Yeah. And you could pay us a license fee if you’re a company that wants to operate on your own or you can take on a revenue share if you’re a company that really needs additional operational and commercial support. So we’ve also licensed our technology to other publishers at no fee whatsoever. Right? Because for us we understand audience growth, we understand infrastructure deployment. So I would say it’s either a SaaS model or a revenue sharing model and we’re open to either one of those as we look at technology across the industry.
So are you selling advertising on these other sites that use your CMS?
Where it makes sense. We’re absolutely interested in it. If it’s a premium brand and it makes sense to be part of our platform, yes, we’re open to selling advertising on that platform. If it’s purely us putting a display ad onto their site, we’re not interested at all. But if there’s a deep integration, I think for us it’s a natural extension to one of our owners and operators.
Would you consider yourself a video first company or a text first company?
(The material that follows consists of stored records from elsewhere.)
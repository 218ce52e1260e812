// crates/cli/tests/cli_tests.rs

pub mod common;

use common::{get_command, get_command_with_test_env};
use predicates::prelude::*;
use test_common::TestEnv;

#[test]
fn test_cli_help() {
    let mut cmd = get_command();
    cmd.arg("--help");
    cmd.assert().success().stdout(predicate::str::contains(
        "Overlay - inspect and change the state of overlay packages",
    ));
}

#[test]
fn test_cli_version() {
    let mut cmd = get_command();
    cmd.arg("--version");
    cmd.assert().success();
}

#[test]
fn test_cli_invalid_command() {
    let mut cmd = get_command();
    cmd.arg("invalid-command");
    cmd.assert().code(1);
}

#[test]
fn test_cli_missing_required_arg() {
    let mut cmd = get_command();
    cmd.arg("enable"); // Missing package_name
    cmd.assert().code(1);
}

#[test]
fn test_cli_bad_user_number() {
    let mut cmd = get_command();
    cmd.args(["list", "--user", "everyone"]);
    cmd.assert()
        .code(1)
        .stderr(predicate::str::contains("Bad user number: everyone"));
}

#[test]
fn test_cli_commit_requires_operations() {
    let mut cmd = get_command();
    cmd.arg("commit");
    cmd.assert().code(1);
}

#[test]
fn test_missing_config_file_error() {
    // Create a temp directory without any config file
    let temp_dir = tempfile::tempdir().unwrap();

    let mut cmd = get_command();
    cmd.env("OVERLAY_CONFIG_DIR", temp_dir.path());
    cmd.arg("list");

    cmd.assert()
        .failure()
        .stderr(predicate::str::contains("No configuration file found"));
}

#[test]
fn test_state_file_flag_works_without_config_file() {
    let env = TestEnv::new();
    let temp_dir = tempfile::tempdir().unwrap();

    let mut cmd = get_command();
    cmd.env("OVERLAY_CONFIG_DIR", temp_dir.path());
    cmd.args(["--state-file"])
        .arg(env.state_file())
        .args(["list", test_common::TARGET_OTHER]);

    cmd.assert()
        .success()
        .stdout("com.example.other\n[ ] com.example.other.overlay\n");
}

#[test]
fn test_config_without_state_file_is_rejected() {
    let env = TestEnv::new();
    std::fs::write(env.config_dir().join("config.yaml"), "default_user: 0\n").unwrap();

    let mut cmd = get_command_with_test_env(&env);
    cmd.arg("list");

    cmd.assert()
        .failure()
        .stderr(predicate::str::contains("state_file"));
}

#[test]
fn test_corrupt_state_file_is_remote_exception() {
    let env = TestEnv::with_state("users: [broken");

    let mut cmd = get_command_with_test_env(&env);
    cmd.arg("list");

    cmd.assert()
        .code(255)
        .stderr(predicate::str::contains("Remote exception"));
}
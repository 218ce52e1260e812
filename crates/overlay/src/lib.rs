//! Overlay - batched overlay state changes
//!
//! The `overlay` library shapes requests to an overlay manager: a
//! [`transaction::Transaction`] is an ordered batch of enable/disable requests that is
//! applied as one unit, with a fixed little-endian wire layout for crossing a process
//! boundary. The manager itself sits behind the [`manager::OverlayManager`] port.
//!
//! # Main Components
//!
//! - [`transaction`] - Requests, the transaction builder and the parcel codec
//! - [`manager`] - The manager port and a YAML-file backed implementation
//! - [`resource`] - `package:type/name` resource references
//! - [`user`] - User scopes
//! - [`config`] - Application configuration management
//! - [`fs`] - File system abstractions
//!
//! # Examples
//!
//! ```
//! use overlay::{transaction::{Transaction, TransactionBuilder}, user::UserId};
//!
//! # fn main() -> Result<(), Box<dyn std::error::Error>> {
//! let transaction = TransactionBuilder::new()
//!     .set_enabled("com.example.overlay", true, UserId::SYSTEM)?
//!     .build();
//!
//! let bytes = transaction.to_bytes()?;
//! assert_eq!(Transaction::from_bytes(&bytes)?, transaction);
//! # Ok(())
//! # }
//! ```

pub mod config;
pub mod fs;
pub mod manager;
pub mod resource;
pub mod transaction;
pub mod user;
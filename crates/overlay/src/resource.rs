//! Fully qualified resource references (`package:type/name`)

use std::{fmt, str::FromStr, sync::LazyLock};

use regex::Regex;
use thiserror::Error;

static RESOURCE_NAME: LazyLock<Regex> = LazyLock::new(|| {
    Regex::new(r"^(.*?):(.*?)/(.*?)$").expect("resource name pattern is valid")
});

/// A resource reference such as `com.example.app:string/title`
#[derive(Debug, Clone, PartialEq, Eq, Hash)]
pub struct ResourceName {
    package: String,
    resource_type: String,
    name: String,
}

#[derive(Error, Debug, Clone, PartialEq, Eq)]
pub enum ResourceNameError {
    #[error("bad resource name, doesn't match package:type/name")]
    Malformed(String),
}

impl ResourceName {
    #[must_use]
    pub fn package(&self) -> &str {
        &self.package
    }

    #[must_use]
    pub fn resource_type(&self) -> &str {
        &self.resource_type
    }

    #[must_use]
    pub fn name(&self) -> &str {
        &self.name
    }

    /// The `type/name` part, which is how resource tables key their entries
    #[must_use]
    pub fn entry(&self) -> String {
        format!("{}/{}", self.resource_type, self.name)
    }
}

impl FromStr for ResourceName {
    type Err = ResourceNameError;

    fn from_str(s: &str) -> Result<Self, Self::Err> {
        let captures = RESOURCE_NAME
            .captures(s)
            .ok_or_else(|| ResourceNameError::Malformed(s.to_string()))?;

        Ok(Self {
            package: captures[1].to_string(),
            resource_type: captures[2].to_string(),
            name: captures[3].to_string(),
        })
    }
}

impl fmt::Display for ResourceName {
    fn fmt(&self, f: &mut fmt::Formatter<'_>) -> fmt::Result {
        write!(f, "{}:{}/{}", self.package, self.resource_type, self.name)
    }
}
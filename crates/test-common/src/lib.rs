//! Common test utilities shared across the overlay crates.
//!
//! Fixtures describe one small overlay registry that every integration test works
//! against, so expectations about names and priorities stay consistent.

pub mod config;
pub mod constants;
pub mod fixtures;

pub use config::{test_config, test_config_for_user, test_config_with_colors};
pub use constants::*;
pub use fixtures::{TestEnv, sample_state_yaml, write_state_file};

pub use overlay::config::AppConfigBuilder;
pub use tempfile::TempDir;
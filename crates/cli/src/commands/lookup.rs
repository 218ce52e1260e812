use std::io::Write;

use overlay::{
    manager::{ManagerError, OverlayManager},
    resource::ResourceName,
    user::UserId,
};

use crate::terminal_progress_reporter::TerminalProgressReporter;

use super::{report_manager_error, write_output};

pub(crate) async fn handle_lookup<M: OverlayManager>(
    manager: &M,
    package_to_load: &str,
    resource: &str,
    verbose: bool,
    user: UserId,
    out: &mut impl Write,
    reporter: TerminalProgressReporter,
) -> i32 {
    tracing::debug!(package_to_load, resource, %user, "looking up resource");

    let resource_name: ResourceName = match resource.parse() {
        Ok(name) => name,
        Err(e) => {
            reporter.report_error(format!("Error: {e}"));
            return 1;
        }
    };

    match manager.lookup(package_to_load, &resource_name, user).await {
        Ok(resolution) => {
            let mut text = String::new();
            if verbose {
                for line in &resolution.trace {
                    text.push_str(line);
                    text.push('\n');
                }
            }
            text.push_str(&resolution.value);
            text.push('\n');

            write_output(out, &text, reporter)
        }
        Err(ManagerError::PackageNotFound { .. }) => {
            reporter.report_error(format!(
                "Error: failed to get resources for package {package_to_load} for user {user}"
            ));
            1
        }
        Err(ManagerError::ResourceNotFound { .. }) => {
            reporter.report_error(format!("Error: failed to get the resource {resource}"));
            1
        }
        Err(e) => report_manager_error(&e, reporter),
    }
}
//! Terminal status messages
//!
//! Status lines go to stderr so that data printed by `list` and `lookup` on stdout
//! stays scriptable. Emoji prefixes fall back to text indicators on terminals that
//! don't support Unicode, and styling is skipped entirely when colors are off.

use std::fmt::Display;

use console::{Emoji, style};

// Define emojis with fallbacks for terminals that don't support Unicode
static ERROR_EMOJI: Emoji<'_, '_> = Emoji("❌ ", "[E] ");
static INFO_EMOJI: Emoji<'_, '_> = Emoji("ℹ️ ", "[I] ");
static SUGGESTION_EMOJI: Emoji<'_, '_> = Emoji("✨", "[S] ");
static SUCCESS_EMOJI: Emoji<'_, '_> = Emoji("✅ ", "OK ");

/// Types of status messages that can be displayed to the user
#[derive(Debug, Clone, Copy, PartialEq)]
pub(crate) enum MessageType {
    Error,
    Info,
    Success,
    Suggestion,
}

/// Terminal reporter for consistent CLI status output
#[derive(Debug, Clone, Copy)]
pub struct TerminalProgressReporter {
    /// Whether to use colored output
    use_colors: bool,
}

impl TerminalProgressReporter {
    #[must_use]
    pub fn new(use_colors: bool) -> Self {
        Self { use_colors }
    }
}

impl TerminalProgressReporter {
    /// Format a status line with appropriate styling and prefix
    pub(crate) fn status_line(self, message_type: MessageType, message: impl Display) -> String {
        let prefix = match message_type {
            MessageType::Error => ERROR_EMOJI,
            MessageType::Info => INFO_EMOJI,
            MessageType::Success => SUCCESS_EMOJI,
            MessageType::Suggestion => SUGGESTION_EMOJI,
        };

        let formatted_message = if self.use_colors {
            match message_type {
                MessageType::Error => style(message).for_stderr().red().bold().to_string(),
                MessageType::Info => style(message).for_stderr().blue().to_string(),
                MessageType::Success => style(message).for_stderr().green().to_string(),
                MessageType::Suggestion => {
                    return format!(
                        "{prefix} {}: {}",
                        style("Suggestion").for_stderr().yellow().bold(),
                        &message
                    );
                }
            }
        } else {
            message.to_string()
        };

        format!("{prefix}{formatted_message}")
    }

    pub(crate) fn format_error(self, message: impl Display) -> String {
        self.status_line(MessageType::Error, message)
    }

    pub(crate) fn format_info(self, message: impl Display) -> String {
        self.status_line(MessageType::Info, message)
    }

    pub(crate) fn format_suggestion(self, message: impl Display) -> String {
        self.status_line(MessageType::Suggestion, message)
    }

    pub(crate) fn format_success(self, message: impl Display) -> String {
        self.status_line(MessageType::Success, message)
    }

    /// Print a formatted error message to stderr
    pub(crate) fn report_error(self, message: impl Display) {
        eprintln!("{}", self.format_error(message));
    }

    pub(crate) fn report_info(self, message: impl Display) {
        eprintln!("{}", self.format_info(message));
    }

    pub(crate) fn report_success(self, message: impl Display) {
        eprintln!("{}", self.format_success(message));
    }

    pub(crate) fn report_suggestion(self, message: impl Display) {
        eprintln!("{}", self.format_suggestion(message));
    }
}
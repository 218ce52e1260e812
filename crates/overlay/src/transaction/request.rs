//! A single unit of a [`Transaction`](super::Transaction)

use std::fmt;

use crate::user::UserId;

use super::TransactionError;

/// The operations a caller can ask for when building a transaction
#[derive(Debug, Clone, Copy, PartialEq, Eq, Hash)]
pub enum RequestType {
    /// Enable the overlay and make it the last one loaded for its target
    SetEnabled,
    /// Disable the overlay
    SetDisabled,
}

impl RequestType {
    pub const SET_ENABLED_CODE: i32 = 0;
    pub const SET_DISABLED_CODE: i32 = 1;

    #[must_use]
    pub const fn code(self) -> i32 {
        match self {
            Self::SetEnabled => Self::SET_ENABLED_CODE,
            Self::SetDisabled => Self::SET_DISABLED_CODE,
        }
    }

    #[must_use]
    pub const fn label(self) -> &'static str {
        match self {
            Self::SetEnabled => "SET_ENABLED",
            Self::SetDisabled => "SET_DISABLED",
        }
    }
}

/// Kind of a request as it travels on the wire
///
/// Decoding never rejects a kind code it does not know; such codes are kept as
/// [`RequestKind::Unknown`] and written back unchanged. Only the manager that applies
/// the transaction decides whether it can act on them.
#[derive(Debug, Clone, Copy, PartialEq, Eq, Hash)]
pub enum RequestKind {
    Known(RequestType),
    Unknown(i32),
}

impl RequestKind {
    #[must_use]
    pub const fn from_code(code: i32) -> Self {
        match code {
            RequestType::SET_ENABLED_CODE => Self::Known(RequestType::SetEnabled),
            RequestType::SET_DISABLED_CODE => Self::Known(RequestType::SetDisabled),
            other => Self::Unknown(other),
        }
    }

    #[must_use]
    pub const fn code(self) -> i32 {
        match self {
            Self::Known(request_type) => request_type.code(),
            Self::Unknown(code) => code,
        }
    }

    #[must_use]
    pub const fn known(self) -> Option<RequestType> {
        match self {
            Self::Known(request_type) => Some(request_type),
            Self::Unknown(_) => None,
        }
    }
}

impl From<RequestType> for RequestKind {
    fn from(request_type: RequestType) -> Self {
        Self::Known(request_type)
    }
}

impl fmt::Display for RequestKind {
    fn fmt(&self, f: &mut fmt::Formatter<'_>) -> fmt::Result {
        match self {
            Self::Known(request_type) => f.write_str(request_type.label()),
            Self::Unknown(code) => write!(f, "UNKNOWN({code})"),
        }
    }
}

/// A request to enable or disable one overlay package for one user
///
/// The package name is validated when the request is created and never changes
/// afterwards.
#[derive(Debug, Clone, PartialEq, Eq, Hash)]
pub struct Request {
    kind: RequestKind,
    package_name: String,
    user: UserId,
}

impl Request {
    /// Create a request for one of the known operations
    ///
    /// # Errors
    ///
    /// Returns [`TransactionError::InvalidArgument`] if `package_name` is empty.
    pub fn new(
        request_type: RequestType,
        package_name: impl Into<String>,
        user: UserId,
    ) -> Result<Self, TransactionError> {
        let package_name = package_name.into();
        if package_name.is_empty() {
            return Err(TransactionError::InvalidArgument(
                "package name must not be empty".to_string(),
            ));
        }

        Ok(Self {
            kind: RequestKind::Known(request_type),
            package_name,
            user,
        })
    }

    /// Requests read off the wire keep whatever kind code they carried.
    pub(crate) fn from_wire(kind: RequestKind, package_name: String, user: UserId) -> Self {
        Self {
            kind,
            package_name,
            user,
        }
    }

    #[must_use]
    pub fn kind(&self) -> RequestKind {
        self.kind
    }

    #[must_use]
    pub fn package_name(&self) -> &str {
        &self.package_name
    }

    #[must_use]
    pub fn user(&self) -> UserId {
        self.user
    }

    /// Human readable name of the request kind, only meant for diagnostics
    #[must_use]
    pub fn type_label(&self) -> String {
        self.kind.to_string()
    }
}

impl fmt::Display for Request {
    fn fmt(&self, f: &mut fmt::Formatter<'_>) -> fmt::Result {
        write!(
            f,
            "Request{{type={:#04x} ({}), packageName={}, userId={}}}",
            self.kind.code(),
            self.kind,
            self.package_name,
            self.user
        )
    }
}
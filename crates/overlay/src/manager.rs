pub mod port;
pub mod registry;

#[cfg(any(test, feature = "with_mocks"))]
pub use self::port::MockOverlayManager;
pub use self::{
    port::{ManagerError, OverlayInfo, OverlayManager, OverlayState, Resolution},
    registry::YamlOverlayRegistry,
};
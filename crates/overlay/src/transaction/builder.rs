use crate::user::UserId;

use super::{Request, RequestType, Transaction, TransactionError};

/// Accumulates requests for a [`Transaction`]
///
/// [`build`](Self::build) takes a snapshot of the requests added so far. The builder
/// keeps its requests afterwards, so it can be reused to build a longer transaction
/// that starts with the same requests.
///
/// ```
/// use overlay::{transaction::TransactionBuilder, user::UserId};
///
/// # fn main() -> Result<(), overlay::transaction::TransactionError> {
/// let transaction = TransactionBuilder::new()
///     .set_enabled("com.foo.overlay", true, UserId::SYSTEM)?
///     .set_enabled("com.bar.overlay", false, UserId::SYSTEM)?
///     .build();
///
/// assert_eq!(transaction.len(), 2);
/// # Ok(())
/// # }
/// ```
#[derive(Debug, Clone, Default)]
pub struct TransactionBuilder {
    requests: Vec<Request>,
}

impl TransactionBuilder {
    #[must_use]
    pub fn new() -> Self {
        Self::default()
    }

    /// Request that an overlay package be enabled, or disabled
    ///
    /// Disabling is always possible for a caller allowed to commit. Enabling can still
    /// be refused by the manager when the transaction is committed.
    ///
    /// # Errors
    ///
    /// Returns [`TransactionError::InvalidArgument`] if `package_name` is empty. Nothing
    /// is appended in that case.
    pub fn set_enabled(
        &mut self,
        package_name: &str,
        enable: bool,
        user: UserId,
    ) -> Result<&mut Self, TransactionError> {
        let request_type = if enable {
            RequestType::SetEnabled
        } else {
            RequestType::SetDisabled
        };
        self.requests.push(Request::new(request_type, package_name, user)?);

        Ok(self)
    }

    #[must_use]
    pub fn len(&self) -> usize {
        self.requests.len()
    }

    #[must_use]
    pub fn is_empty(&self) -> bool {
        self.requests.is_empty()
    }

    /// Create a new transaction out of the requests added so far
    #[must_use]
    pub fn build(&self) -> Transaction {
        Transaction::from_requests(self.requests.clone())
    }
}
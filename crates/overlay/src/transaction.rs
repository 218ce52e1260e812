//! Batches of overlay requests
//!
//! A [`Transaction`] is an ordered, immutable list of [`Request`]s that a manager
//! applies as one unit. Transactions are assembled with a [`TransactionBuilder`] and
//! travel to the manager in the parcel layout implemented by [`parcel`].
//!
//! ```
//! use overlay::{transaction::TransactionBuilder, user::UserId};
//!
//! # fn main() -> Result<(), Box<dyn std::error::Error>> {
//! let transaction = TransactionBuilder::new()
//!     .set_enabled("com.example.overlay.dark", true, UserId::SYSTEM)?
//!     .set_enabled("com.example.overlay.light", false, UserId::SYSTEM)?
//!     .build();
//!
//! let bytes = transaction.to_bytes()?;
//! assert_eq!(overlay::transaction::Transaction::from_bytes(&bytes)?, transaction);
//! # Ok(())
//! # }
//! ```

mod builder;
pub mod parcel;
mod request;

pub use self::{
    builder::TransactionBuilder,
    request::{Request, RequestKind, RequestType},
};

use std::fmt;

use thiserror::Error;

use crate::user::UserId;

use self::parcel::{ParcelError, ParcelReader, ParcelWriter};

/// Smallest encoded request: kind, empty string with terminator, user.
const MIN_ENCODED_REQUEST_LEN: usize = 4 + 8 + 4;

#[derive(Error, Debug, Clone, PartialEq, Eq)]
pub enum TransactionError {
    #[error("invalid argument: {0}")]
    InvalidArgument(String),
}

/// Container for a batch of requests to an overlay manager
#[derive(Debug, Clone, PartialEq, Eq, Default)]
pub struct Transaction {
    requests: Vec<Request>,
}

impl Transaction {
    pub(crate) fn from_requests(requests: Vec<Request>) -> Self {
        Self { requests }
    }

    /// Iterate over the requests in the order they were added
    pub fn iter(&self) -> std::slice::Iter<'_, Request> {
        self.requests.iter()
    }

    #[must_use]
    pub fn len(&self) -> usize {
        self.requests.len()
    }

    #[must_use]
    pub fn is_empty(&self) -> bool {
        self.requests.is_empty()
    }

    /// Append the transaction to a parcel
    ///
    /// # Errors
    ///
    /// Returns [`ParcelError`] if a request has an empty package name or if a count or
    /// string length does not fit in 32 bits.
    pub fn write_to(&self, parcel: &mut ParcelWriter) -> Result<(), ParcelError> {
        let count = i32::try_from(self.requests.len()).map_err(|_| ParcelError::TooLarge {
            what: "request count",
            len: self.requests.len(),
        })?;
        parcel.write_i32(count);

        for (index, request) in self.requests.iter().enumerate() {
            if request.package_name().is_empty() {
                return Err(ParcelError::EmptyPackageName { index });
            }
            parcel.write_i32(request.kind().code());
            parcel.write_string(request.package_name())?;
            parcel.write_i32(request.user().get());
        }

        Ok(())
    }

    /// Read a transaction from the current position of a parcel
    ///
    /// Kind codes that are not known to this crate are kept as
    /// [`RequestKind::Unknown`].
    ///
    /// # Errors
    ///
    /// Returns [`ParcelError`] if the parcel is truncated, the count is negative, or a
    /// package name is null, empty or malformed.
    pub fn read_from(parcel: &mut ParcelReader<'_>) -> Result<Self, ParcelError> {
        let count = parcel.read_i32()?;
        let count = usize::try_from(count).map_err(|_| ParcelError::NegativeCount(count))?;

        let mut requests =
            Vec::with_capacity(count.min(parcel.remaining() / MIN_ENCODED_REQUEST_LEN));
        for index in 0..count {
            let kind = RequestKind::from_code(parcel.read_i32()?);
            let package_name = parcel.read_string()?;
            if package_name.is_empty() {
                return Err(ParcelError::EmptyPackageName { index });
            }
            let user = UserId::new(parcel.read_i32()?);

            requests.push(Request::from_wire(kind, package_name, user));
        }

        Ok(Self { requests })
    }

    /// Encode the transaction as a standalone parcel
    ///
    /// # Errors
    ///
    /// See [`write_to`](Self::write_to).
    pub fn to_bytes(&self) -> Result<Vec<u8>, ParcelError> {
        let mut parcel = ParcelWriter::new();
        self.write_to(&mut parcel)?;
        Ok(parcel.into_bytes())
    }

    /// Decode a parcel that holds exactly one transaction
    ///
    /// # Errors
    ///
    /// See [`read_from`](Self::read_from); additionally fails with
    /// [`ParcelError::TrailingBytes`] if anything follows the transaction.
    pub fn from_bytes(bytes: &[u8]) -> Result<Self, ParcelError> {
        let mut parcel = ParcelReader::new(bytes);
        let transaction = Self::read_from(&mut parcel)?;

        match parcel.remaining() {
            0 => Ok(transaction),
            trailing => Err(ParcelError::TrailingBytes(trailing)),
        }
    }
}

impl<'a> IntoIterator for &'a Transaction {
    type Item = &'a Request;
    type IntoIter = std::slice::Iter<'a, Request>;

    fn into_iter(self) -> Self::IntoIter {
        self.requests.iter()
    }
}

impl IntoIterator for Transaction {
    type Item = Request;
    type IntoIter = std::vec::IntoIter<Request>;

    fn into_iter(self) -> Self::IntoIter {
        self.requests.into_iter()
    }
}

impl fmt::Display for Transaction {
    fn fmt(&self, f: &mut fmt::Formatter<'_>) -> fmt::Result {
        f.write_str("Transaction { requests = [")?;
        for (i, request) in self.requests.iter().enumerate() {
            if i > 0 {
                f.write_str(", ")?;
            }
            write!(f, "{request}")?;
        }
        f.write_str("] }")
    }
}
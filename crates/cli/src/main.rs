mod cli;
mod commands;
mod config;
mod terminal_progress_reporter;

use std::{io, process};

use clap::Parser;
use overlay::{
    config::{AppConfigBuilder, ApplyToConfig, ConfigLoadError, ConfigLoader, YamlLoader},
    fs::RealFileSystem,
    manager::YamlOverlayRegistry,
};
use terminal_progress_reporter::TerminalProgressReporter;
use tracing::{Level, debug};

use crate::{cli::ClapCli, commands::dispatch_command};

#[tokio::main]
async fn main() -> anyhow::Result<()> {
    // Usage errors exit with 1, help and version with 0
    let args = match ClapCli::try_parse() {
        Ok(args) => args,
        Err(e) => {
            e.print()?;
            process::exit(i32::from(e.use_stderr()));
        }
    };

    let fs = RealFileSystem;

    let config = {
        // 1. Load config.yaml; an explicit --state-file makes it optional
        let config = match YamlLoader::new(&fs).load_config() {
            Ok(config) => config,
            Err(ConfigLoadError::NotFound { .. }) if args.state_file.is_some() => {
                AppConfigBuilder::default().build()
            }
            Err(e) => return Err(e.into()),
        };

        // 2. Apply CLI args to config (overriding)
        args.apply_to_config(config)
    };

    init_tracing(config.debug());
    debug!("CLI arguments: {:#?}", &args);
    debug!("Final config: {:#?}", &config);

    let reporter = TerminalProgressReporter::new(config.use_colors());
    let manager = YamlOverlayRegistry::new(fs, config.state_file().clone());

    // 3. Dispatch and execute the requested command
    let exit_code = dispatch_command(
        &args.command,
        &manager,
        &config,
        reporter,
        &mut io::stdout().lock(),
    )
    .await;

    process::exit(exit_code)
}

fn init_tracing(debug: bool) {
    let level = if debug { Level::DEBUG } else { Level::WARN };

    tracing_subscriber::fmt()
        .with_max_level(level)
        .with_writer(io::stderr)
        .with_target(false)
        .init();
}
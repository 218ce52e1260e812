//! File system abstraction layer
//!
//! Configuration loading and the YAML overlay registry only touch the disk through
//! this port, so both can be tested against [`MockFileSystem`].

use std::{
    io,
    path::{Path, PathBuf},
    sync::Arc,
};

use thiserror::Error;

/// Port for file system operations
#[cfg_attr(test, mockall::automock)]
pub trait FileSystem: Send + Sync {
    /// Read a file and return its contents as a string
    ///
    /// # Errors
    ///
    /// Returns [`FileSystemError`] if the file does not exist, cannot be read, or is
    /// not valid UTF-8.
    fn read_file(&self, path: &Path) -> Result<String, FileSystemError>;

    /// Write data to a file, creating missing parent directories
    ///
    /// # Errors
    ///
    /// Returns [`FileSystemError`] if the parent directory cannot be created or the
    /// file cannot be written.
    fn write_file(&self, path: &Path, data: &[u8]) -> Result<(), FileSystemError>;

    /// Check if a path exists
    fn path_exists(&self, path: &Path) -> bool;

    /// Expand a leading `~` to the user's home directory
    ///
    /// The path does not need to exist.
    ///
    /// # Errors
    ///
    /// Returns [`FileSystemError::HomeDirNotFound`] if the home directory is needed but
    /// cannot be determined.
    fn expand_path(&self, path: &Path) -> Result<PathBuf, FileSystemError>;

    /// Get the directory holding `config.yaml`
    ///
    /// # Errors
    ///
    /// Returns [`FileSystemError::HomeDirNotFound`] if no platform configuration
    /// directory can be determined.
    fn config_dir(&self) -> Result<PathBuf, FileSystemError>;
}

/// Errors that can occur during file system operations
#[derive(Error, Debug, Clone)]
pub enum FileSystemError {
    /// General IO error occurred during file system operation
    #[error("IO error: {0}")]
    IoError(Arc<io::Error>),

    /// Home directory could not be determined (needed for path expansion)
    #[error("Home directory not found")]
    HomeDirNotFound,
}

impl From<io::Error> for FileSystemError {
    fn from(error: io::Error) -> Self {
        Self::IoError(Arc::new(error))
    }
}

#[cfg(test)]
impl MockFileSystem {
    /// Return `content` whenever `path` is read
    pub(crate) fn mock_read_file<P, S>(&mut self, path: P, content: S)
    where
        PathBuf: From<P>,
        S: ToString,
    {
        let path_buf = PathBuf::from(path);
        let content_string = content.to_string();
        self.expect_read_file()
            .with(mockall::predicate::eq(path_buf))
            .returning(move |_| Ok(content_string.clone()));
    }

    pub(crate) fn mock_path_exists<P>(&mut self, path: P, exists: bool)
    where
        PathBuf: From<P>,
    {
        let path_buf = PathBuf::from(path);
        self.expect_path_exists()
            .with(mockall::predicate::eq(path_buf))
            .return_const(exists);
    }

    pub(crate) fn mock_config_dir_ok<P>(&mut self, path: P)
    where
        PathBuf: From<P>,
    {
        let path_buf = PathBuf::from(path);
        self.expect_config_dir()
            .returning(move || Ok(path_buf.clone()));
    }

    /// Set up a mock for path expansion
    pub(crate) fn mock_expand_path<P>(&mut self, input: P, output: P)
    where
        PathBuf: From<P>,
    {
        let input = PathBuf::from(input);
        let output = PathBuf::from(output);

        self.expect_expand_path()
            .with(mockall::predicate::eq(input))
            .return_once(|_| Ok(output));
    }

    /// Accept any write to `path`
    pub(crate) fn mock_write_file<P>(&mut self, path: P)
    where
        PathBuf: From<P>,
    {
        let path_buf = PathBuf::from(path);
        self.expect_write_file()
            .with(
                mockall::predicate::eq(path_buf),
                mockall::predicate::always(),
            )
            .returning(|_, _| Ok(()));
    }
}
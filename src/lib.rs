//! Voice Currency Converter
//!
//! Turns spoken or typed phrases into live currency conversions:
//! - Parses free-form text into an amount and two currency codes
//! - Maps colloquial currency names to ISO-style codes
//! - Fetches the converted amount from an exchange-rate service
//! - Narrates the result for speech synthesis
//!
//! PIPELINE:
//! TEXT → PARSE → NORMALIZE → CONVERT → NARRATE → SPEAK

pub mod api;
pub mod config;
pub mod currency;
pub mod error;
pub mod models;
pub mod narration;
pub mod orchestrator;
pub mod parser;
pub mod rates;
pub mod speech;
pub mod state;

pub use error::Result;

// Re-export common types
pub use models::*;
pub use orchestrator::ConversionOrchestrator;
pub use parser::{parse, PhraseParser};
I see the biggest piece of the revenue pie coming from video, but I would say we’re really a tech first company and that unveils in a number of different ways. We have made a big investment in the last four into video. And it’s because when we looked at the industry and we were evaluating the tools that we needed as a publisher, we saw a lot of desktop first video technologies and we’re a mobile publisher. When you really look at our traffic and our audience and how our users interact with our products. So we had the opportunity to buy a lot of off the shelf solutions. All of them are really solid. But we thought if we were going to really build this publishing platform, video played such a pervasive role in that, that we needed to build a product that really suited our needs from scratch.
And then again, much like our CMS and our curation tools and our other products, that turned into other opportunities for us to partner and provide that technology as a service to other publishers. So we’re kind of noticing that anytime we build something for ourselves, there are a lot of opportunities for us to share that technology with other partners. And we either commercialize the inventory or license it, but taking hold of that video inventory has really made our commercial proposition much more sticky.
So one thing that I’ve always wondered about is how, especially with video, does sports broadcast rights affect your coverage? Are you allowed to post clips and other visuals from games, or are you limited in that regard?
I think it really depends on the league, number one, and how they manage that intellectual property. One of the things that we’ve been very cautious around is building audience that is reliant on talent because then if you lose that talent or somebody else gets the rights, you may lose the entirety of your business. Yes, we have some premium rights inside of that video technology, but the video technology in its approach in terms of working with ourselves and with other publishers should never be reliant on a single channel. Whether that’s the NFL rights, the NBA rights, there’s enough good content out there to really be able to build a video proposition without having to rely on a singular individual or a single channel.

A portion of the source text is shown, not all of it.